He definitely seems to skirt most of those questions. Which is interesting. I still trust Apple to do the right thing for privacy, which I’m glad it’s checking hashes and not doing image scanning… but we’re definitely in troubled waters with the mob mentality going around tech forums and the general media right now. Going to be an interesting next few weeks/months

Yah, I'm not convinced. I still trust Apple (innocent until proven guilty), but the description of their system suggests that they do scan the photos (on-device) for "features". They are not using the CASM hashes directly, but a variant (ie. proprietary technology) that allows for image manipulations to still result in a match. Translation: Any manipulation of an image would result in a different hash in CASM's list, but the same hash in Apple's list.

Once this feature goes live, will everyone's existing iCloud Photo libraries be scanned, or just newly-added photos that originate at the device? Given their explanation so far, it sounds like the encrypted device is part of the equation, so any existing photo libraries won't result in a mass of arrests around the US. Darn! 🤣
 
it begins with child protection, then porn will be banned, then something else whatever any government will demand to seek or ban. And finally, personal computers will no longer be personal.

But the CSAM detection system is very poor at banning a general type of pictures.

The new AI stuff in Messages is perfect for this, though. And yet, most of the issue people have is with the CSAM detection system.
 
Is this how this technology/process works, in a nutshell?

A totalitarian gov produce- and spread 5 anti gov memes (as bait).

After a few weeks they tell Apple to add 5 new hashes to the search and report back on anyone with more than 1 anti gov meme on their phone.

Someone sent you one of the memes so your account gets flagged..

If you’re lucky the auditor at Apple agrees with your political views and report it as a “mistake”.

If you’re not so lucky the auditor is a big fan of the gov and report your thought crime to the authorities.

You get a knock on the door and a free trip to a labor camp.

That’s it?
 
Bottom-line: They are scanning your iPhone. Whatever you store in iCloud.

You don't know that for sure. Apple is describing it as "Before an image is stored in iCloud Photos, an on-device matching process is performed [...]"

It could mean it only scans the photo just a few seconds or minutes before being uploaded.

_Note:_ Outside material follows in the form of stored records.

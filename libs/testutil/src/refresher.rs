use std::{
    collections::VecDeque,
    sync::{
        Arc, Mutex,
        atomic::{AtomicUsize, Ordering},
    },
};

use async_trait::async_trait;
use gsm_credentials::{Credential, CredentialRefresher, ProviderId, RefreshError};
use time::{Duration, OffsetDateTime};

/// Refresher that hands out `token-1`, `token-2`, … and fails when told to.
#[derive(Debug)]
pub struct ScriptedRefresher {
    calls: AtomicUsize,
    lifetime: Duration,
    delay: Option<std::time::Duration>,
    failures: Mutex<VecDeque<RefreshError>>,
}

impl Default for ScriptedRefresher {
    fn default() -> Self {
        Self {
            calls: AtomicUsize::new(0),
            lifetime: Duration::hours(1),
            delay: None,
            failures: Mutex::new(VecDeque::new()),
        }
    }
}

impl ScriptedRefresher {
    pub fn new() -> Self {
        Self::default()
    }

    /// Lifetime of issued credentials.
    pub fn with_lifetime(mut self, lifetime: Duration) -> Self {
        self.lifetime = lifetime;
        self
    }

    /// Time every refresh takes; uses tokio time so paused tests stay fast.
    pub fn with_delay(mut self, delay: std::time::Duration) -> Self {
        self.delay = Some(delay);
        self
    }

    /// Queues a failure; queued failures are returned before any success.
    pub fn fail_next(&self, err: RefreshError) {
        self.failures
            .lock()
            .unwrap_or_else(|poisoned| poisoned.into_inner())
            .push_back(err);
    }

    pub fn calls(&self) -> usize {
        self.calls.load(Ordering::SeqCst)
    }

    pub fn shared(self) -> Arc<Self> {
        Arc::new(self)
    }
}

#[async_trait]
impl CredentialRefresher for ScriptedRefresher {
    async fn refresh(
        &self,
        provider: &ProviderId,
        principal: &str,
        _current: Option<&Credential>,
    ) -> Result<Credential, RefreshError> {
        let n = self.calls.fetch_add(1, Ordering::SeqCst) + 1;
        if let Some(delay) = self.delay {
            tokio::time::sleep(delay).await;
        }
        let failure = self
            .failures
            .lock()
            .unwrap_or_else(|poisoned| poisoned.into_inner())
            .pop_front();
        if let Some(err) = failure {
            return Err(err);
        }
        Ok(Credential::new(
            provider.clone(),
            principal,
            format!("token-{n}"),
            OffsetDateTime::now_utc() + self.lifetime,
        ))
    }
}

#[cfg(test)]
mod tests {
    use super::*;

    #[tokio::test]
    async fn scripted_failures_come_first() {
        let refresher = ScriptedRefresher::new();
        refresher.fail_next(RefreshError::Unavailable("503".into()));
        let provider = ProviderId::new("graph");
        assert!(refresher.refresh(&provider, "bot", None).await.is_err());
        let cred = refresher.refresh(&provider, "bot", None).await.unwrap();
        assert_eq!(cred.access_value(), "token-2");
        assert_eq!(refresher.calls(), 2);
    }
}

What happens if iCloud Photo Library is off? AFAIK, no statement from Apple is explicitly saying that they will scan the photo anyway and create a security voucher but it will not be uploaded.

We just don't know what the exact implementation will be.
 
Is this how this technology/process works, in a nutshell?

A totalitarian gov produce- and spread 5 anti gov memes (as bait).

After a few weeks they tell Apple to add 5 new hashes to the search and report back on anyone with more than 1 anti gov meme on their phone.

Someone sent you one of the memes so your account gets flagged..

If you’re lucky the auditor at Apple agrees with your political views and report it as a “mistake”.

If you’re not so lucky the auditor is a big fan of the gov and report your thought crime to the authorities.

You get a knock on the door and a free trip to a labor camp.

That’s it?

It's not stored in the Photo Library if you just share with Messages or something else. It's just stored in Messages or whatever other app you used to receive those memes.

But why can't such a powerful government to even more? Say every photo is uploaded to government servers unencrypted?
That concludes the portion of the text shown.